Gynecologic office “Terazije” offers a minimally invasive procedure using a mini sling for treatment of urinary stress incontinence (involuntary urination, uncontrolled leakage of urine).
The mini-sling procedure is fast, reliable and comfortable; it lasts 20 minutes with local anesthesia and without any particular preparation, the sling or trachea is placed. The patient is brought from a state of stress incontinence i.e. uncontrollable urination to a state of urinary continence i.e. controllable urination. This procedure is performed by Prim Dr. Sci. Med Tomislav Stefanovic, a gynecologist specialist, who perfected this method in his studies in Slovenia, and has a certificate in minimal invasive procedures. At the service of our patients, is also a doctor professor from Slovenia, an European expert in urogynaecology.
Stress incontinence implies involuntary leakage of urine during physical strain, coughing, bending of the body, sneezing, laughing and any other factor that leads to higher pressure in the stomach. Stress incontinence arises with the weakening of the muscles and tissues that the urinary bladder and urinary tube (urethra) depend on, as well as with the weakening of the muscle inside the urethra that controls the urinary drainage.

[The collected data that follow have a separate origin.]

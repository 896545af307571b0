// src/cli.rs
// =============================================================================
// This file defines our command-line interface using the `clap` crate.
//
// Two subcommands:
// - index:   fetch a sitemap index, then crawl every child sitemap it lists
// - sitemap: fetch a single leaf sitemap
//
// Options shared by both (timeout, TLS, verbosity) are declared `global`
// so they can be given before or after the subcommand.
//
// Rust concepts:
// - Derive macros: clap generates the parser from these types
// - Enums with fields: each subcommand carries its own arguments
// =============================================================================

use clap::{Parser, Subcommand};
use sitemap_harvest::FetchOptions;

// The whole CLI: one subcommand plus the options shared by both
//
// #[derive(Parser)] tells clap to generate the parsing code
#[derive(Parser, Debug)]
#[command(
    name = "sitemap-harvest",
    version,
    about = "Harvest every page URL listed by a sitemap index",
    long_about = "sitemap-harvest fetches a sitemap index, then fetches and decodes all of its child \
                  sitemaps concurrently (gzip included) and prints every page entry it finds."
)]
pub struct Cli {
    #[command(subcommand)]
    pub command: Commands,

    /// Per-request timeout in seconds, body download included
    #[arg(long, global = true, default_value_t = 10)]
    pub timeout: u64,

    /// Accept invalid TLS certificates
    #[arg(long, global = true)]
    pub insecure: bool,

    /// Log at debug level (RUST_LOG overrides this)
    #[arg(short, long, global = true)]
    pub verbose: bool,
}

// The subcommands (index, sitemap)
//
// The fields of each variant become that subcommand's arguments
#[derive(Subcommand, Debug)]
pub enum Commands {
    /// Fetch a sitemap index and crawl all of its child sitemaps
    ///
    /// Example: sitemap-harvest index https://example.com/sitemap_index.xml --workers 16
    Index {
        /// URL of the sitemap index
        index_url: String,

        /// Number of concurrent workers fetching child sitemaps
        #[arg(long, default_value_t = 8)]
        workers: usize,

        /// Print entries as they are decoded instead of after the crawl
        #[arg(long)]
        stream: bool,

        /// Output JSON (one object per line with --stream)
        #[arg(long)]
        json: bool,
    },

    /// Fetch a single leaf sitemap
    ///
    /// Example: sitemap-harvest sitemap https://example.com/sitemap-posts.xml.gz
    Sitemap {
        /// URL of the sitemap
        sitemap_url: String,

        /// Output JSON instead of a table
        #[arg(long)]
        json: bool,
    },
}

impl Cli {
    // Translates the global flags into transport settings
    pub fn fetch_options(&self) -> FetchOptions {
        FetchOptions::default()
            .with_timeout_secs(self.timeout)
            .skip_tls_verify(self.insecure)
    }
}
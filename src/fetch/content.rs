// src/fetch/content.rs
// =============================================================================
// Turns a raw body stream into a plain byte reader.
//
// If the headers say the body is gzip (either as the document type or as
// the transfer encoding) we wrap it in a streaming decompressor; otherwise
// the bytes pass through untouched. Nothing here buffers the whole body.
//
// A broken gzip stream is not swallowed: the decompressor returns an
// io::Error from the read that hit it, which the entry decoder reports.
//
// Rust concepts:
// - Box<dyn Trait>: both branches return the same `PlainBody` type
// - Adapters: StreamReader turns a Stream of Bytes into AsyncRead
// =============================================================================

use std::io;

use async_compression::tokio::bufread::GzipDecoder;
use bytes::Bytes;
use futures::stream::BoxStream;
use reqwest::header::{HeaderMap, HeaderName, CONTENT_ENCODING, CONTENT_TYPE};
use tokio::io::{AsyncBufRead, BufReader};
use tokio_util::io::StreamReader;

/// Decoded body, ready for the XML reader
pub type PlainBody = Box<dyn AsyncBufRead + Send + Unpin>;

const GZIP_CONTENT_TYPES: [&str; 2] = ["application/gzip", "application/x-gzip"];
const GZIP_ENCODINGS: [&str; 2] = ["gzip", "x-gzip"];

/// Does this response carry a gzip-compressed body?
pub fn is_gzip(headers: &HeaderMap) -> bool {
    let content_type = media_type(headers, CONTENT_TYPE);
    let encoding = media_type(headers, CONTENT_ENCODING);

    content_type.is_some_and(|ct| GZIP_CONTENT_TYPES.contains(&ct.as_str()))
        || encoding.is_some_and(|enc| GZIP_ENCODINGS.contains(&enc.as_str()))
}

/// Wraps the body in a decompressor when the headers ask for it
pub fn decode_body(headers: &HeaderMap, body: BoxStream<'static, io::Result<Bytes>>) -> PlainBody {
    // From a stream of chunks to something the XML reader can pull from
    let raw = StreamReader::new(body);

    if is_gzip(headers) {
        let mut decoder = GzipDecoder::new(raw);
        // Concatenated .gz members are legal and show up in the wild
        decoder.multiple_members(true);
        Box::new(BufReader::new(decoder))
    } else {
        Box::new(raw)
    }
}

// Lower-cased header value without parameters ("text/xml; charset=utf-8" -> "text/xml")
fn media_type(headers: &HeaderMap, name: HeaderName) -> Option<String> {
    headers
        .get(name)
        .and_then(|v| v.to_str().ok())
        .and_then(|v| v.split(';').next())
        .map(|v| v.trim().to_ascii_lowercase())
}

#[cfg(test)]
mod tests {
    use super::*;
    use async_compression::tokio::bufread::GzipEncoder;
    use futures::stream::{self, StreamExt};
    use reqwest::header::HeaderValue;
    use tokio::io::AsyncReadExt;

    fn headers(pairs: &[(HeaderName, &'static str)]) -> HeaderMap {
        let mut map = HeaderMap::new();
        for (name, value) in pairs {
            map.insert(name.clone(), HeaderValue::from_static(value));
        }
        map
    }

    fn body(chunks: Vec<Vec<u8>>) -> BoxStream<'static, io::Result<Bytes>> {
        stream::iter(chunks.into_iter().map(|c| Ok(Bytes::from(c)))).boxed()
    }

    async fn gzip(data: &[u8]) -> Vec<u8> {
        let mut encoder = GzipEncoder::new(data);
        let mut out = Vec::new();
        encoder.read_to_end(&mut out).await.unwrap();
        out
    }

    #[test]
    fn test_is_gzip_by_content_type() {
        assert!(is_gzip(&headers(&[(CONTENT_TYPE, "application/gzip")])));
        assert!(is_gzip(&headers(&[(CONTENT_TYPE, "application/x-gzip")])));
        assert!(is_gzip(&headers(&[(CONTENT_TYPE, "Application/GZIP; charset=binary")])));
    }

    #[test]
    fn test_is_gzip_by_encoding() {
        assert!(is_gzip(&headers(&[
            (CONTENT_TYPE, "application/xml"),
            (CONTENT_ENCODING, "gzip"),
        ])));
    }

    #[test]
    fn test_plain_xml_is_not_gzip() {
        assert!(!is_gzip(&headers(&[(CONTENT_TYPE, "application/xml")])));
        assert!(!is_gzip(&HeaderMap::new()));
    }

    #[tokio::test]
    async fn test_plain_body_passes_through() {
        let plain = headers(&[(CONTENT_TYPE, "text/xml")]);
        let mut reader = decode_body(&plain, body(vec![b"<urlset>".to_vec(), b"</urlset>".to_vec()]));

        let mut out = String::new();
        reader.read_to_string(&mut out).await.unwrap();
        assert_eq!(out, "<urlset></urlset>");
    }

    #[tokio::test]
    async fn test_gzip_body_is_decompressed_across_chunks() {
        let xml = b"<urlset><url><loc>https://x/a</loc></url></urlset>";
        let compressed = gzip(xml).await;
        let (first, second) = compressed.split_at(compressed.len() / 2);

        let gz = headers(&[(CONTENT_TYPE, "application/gzip")]);
        let mut reader = decode_body(&gz, body(vec![first.to_vec(), second.to_vec()]));

        let mut out = Vec::new();
        reader.read_to_end(&mut out).await.unwrap();
        assert_eq!(out, xml);
    }

    #[tokio::test]
    async fn test_malformed_gzip_is_an_error() {
        let gz = headers(&[(CONTENT_TYPE, "application/gzip")]);
        let mut reader = decode_body(&gz, body(vec![b"definitely not gzip".to_vec()]));

        let mut out = Vec::new();
        assert!(reader.read_to_end(&mut out).await.is_err());
    }
}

In normal circumstances, during the filling of the bladder with urin there exists a urethral regulatory mechanism of the urinary tube with which we voluntaryly control the urine swelling, up untill we find ourselves in a situation and forseen place (toilette) to release the urin. When this mechanism weakens any kind of increase in the inside of the stomach can lead to involuntary onflow of urine.
Risk factors for the emergence of this problem include aging, although it could occur at any age, obesity, chronic cough, a consequence of childbirth etc.
This problem disturbs daily activities, the social aspect of life, sexual intercourse and can also have an effect on psychological distress. An additional problem is one of financial nature, since it is also necessery to buy diapers and cartidges frequently.
Therapy for this problem can be conservative and surgical, in which surgical therapy on adequately diagnosed and selected patients gives long-term effects accompanied by minimal risk for compliactions. Of course, if there is suspicion concerning this problem it is necessery to make and appointment for a detailed exam with your gynocologist in order to rule out other types of involuntary urinary release.
So far, several techniques for treating stress incontinence have been described and applied. A method that has proved very succesful and which, according to a number of clinicians dealing with this problem, is a „gold standard“ in treatment, is the technique of the miduretral sling so called „little ribbon“. Sling is a thin stripe grid of polypropylene located beneath the urinary tube and thus strengthens the weakend structures that need to give „support“ to the urethra.
This technique is a minimally invasive surgical procedure that can be performed in local analgesia without hospitalization. One of the latest modifications is the so-called mini sling or „single-incision sling technique“ that differs from the previous precedures in that it requires only one small 2-3cm cut on the vagina. The operation itself does not last longer than 20 minutes and the patient can then normally urinate and go home.
Urinary stress incotinence isn’t a life threatening situation, but can therefore significantly impair the quality of life, and therefore only after detailed diagnosis and the setting of indications for treatment, the patient makes the final decision wether she wants to solve the problem surgically depending on how she endures the existing problem during everyday activities.